The VIP sample app architecture is a highly coupled and monolithic architecture. If we want to create a somewhat testable monolith, it might work well. However, we might quickly find out that the lack of modularity prevents us from scaling the team, moving fast and prevents us from achieving key business metrics. For example:

  • Deployment Frequency

  • Estimation Accuracy

  • Lead Time for Changes

  • Mean Time to Recover

As explained in the previous video, we believe that software architecture is less about types, classes, and even responsibilities and more about how the components communicate to each other, how they depend on each other, and what is the shared understanding of the senior developers regarding: What are the important parts? What is coupled? What is decoupled? What is hard to change, What is easy to change? How is the data flowing between layers and why – is the data going in one direction? Two directions? Multiple directions? Can we support the business short and long-term goals?

We would like to reinforce that our codebases are like living organisms and they're changing all the time. So does the architecture. It's continually evolving, and there are no templates for that.

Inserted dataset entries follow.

//! Event publishing/subscription abstraction (mechanics only).
//!
//! The bus is the **transport layer** for events after they have been
//! persisted to the event store:
//!
//! ```text
//! Command → Event Store (append events) → Event Bus (publish) → Consumers
//!                                                                    ├─ Projections
//!                                                                    └─ Workers
//! ```
//!
//! Events are **stored first**, then published. If publication fails, the
//! events are still in the store and can be republished, so the bus only has
//! to promise **at-least-once** delivery and consumers must be idempotent.
//! The bus does not persist anything and makes no ordering promises beyond
//! what a concrete implementation provides.

use std::sync::Arc;
use std::sync::mpsc::Receiver;
use std::time::Duration;

/// A subscription to an event stream.
///
/// Each subscription gets a copy of all events published to the bus
/// (broadcast semantics). Subscriptions are designed for single-threaded
/// consumption; give each consumer thread its own.
///
/// ```ignore
/// let subscription = bus.subscribe();
/// loop {
///     match subscription.recv_timeout(Duration::from_secs(1)) {
///         Ok(envelope) => project(envelope)?,
///         Err(std::sync::mpsc::RecvTimeoutError::Timeout) => continue,
///         Err(std::sync::mpsc::RecvTimeoutError::Disconnected) => break,
///     }
/// }
/// ```
#[derive(Debug)]
pub struct Subscription<M> {
    receiver: Receiver<M>,
}

impl<M> Subscription<M> {
    pub fn new(receiver: Receiver<M>) -> Self {
        Self { receiver }
    }

    /// Block until the next message is available.
    pub fn recv(&self) -> Result<M, std::sync::mpsc::RecvError> {
        self.receiver.recv()
    }

    /// Try to receive a message without blocking.
    pub fn try_recv(&self) -> Result<M, std::sync::mpsc::TryRecvError> {
        self.receiver.try_recv()
    }

    /// Block for up to `timeout` waiting for a message.
    pub fn recv_timeout(&self, timeout: Duration) -> Result<M, std::sync::mpsc::RecvTimeoutError> {
        self.receiver.recv_timeout(timeout)
    }
}

/// Domain-agnostic event bus (pub/sub abstraction).
///
/// Intentionally a lightweight contract: transport-agnostic (in-memory
/// channels, Redis pub/sub, brokers), at-least-once, broadcast semantics.
/// `publish()` failures are surfaced to the caller (typically the command
/// dispatcher); since events are already persisted, republishing is safe.
///
/// Implementations must be `Send + Sync`; multiple threads can publish
/// concurrently.
pub trait EventBus<M>: Send + Sync {
    type Error: core::fmt::Debug + Send + Sync + 'static;

    fn publish(&self, message: M) -> Result<(), Self::Error>;

    fn subscribe(&self) -> Subscription<M>;
}

impl<M, B> EventBus<M> for Arc<B>
where
    B: EventBus<M> + ?Sized,
{
    type Error = B::Error;

    fn publish(&self, message: M) -> Result<(), Self::Error> {
        (**self).publish(message)
    }

    fn subscribe(&self) -> Subscription<M> {
        (**self).subscribe()
    }
}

At Essential Developer, we do believe software architecture has a strong correlation with Product Success, Product Longevity, and Product Sustainability. We advise professional developers to learn from Uncle Bob's Clean Architecture, VIP, VIPER, MVC, MVVM, MVP, and other patterns, but not try to copy and paste solutions. Remember: Every challenge is different, and there are no silver bullets.

VIP, VIPER, MVC, MVVM, MVP, as design patterns, can guide you towards more structured components. However, they don't define the big picture or the Software Architecture. So, use them with care!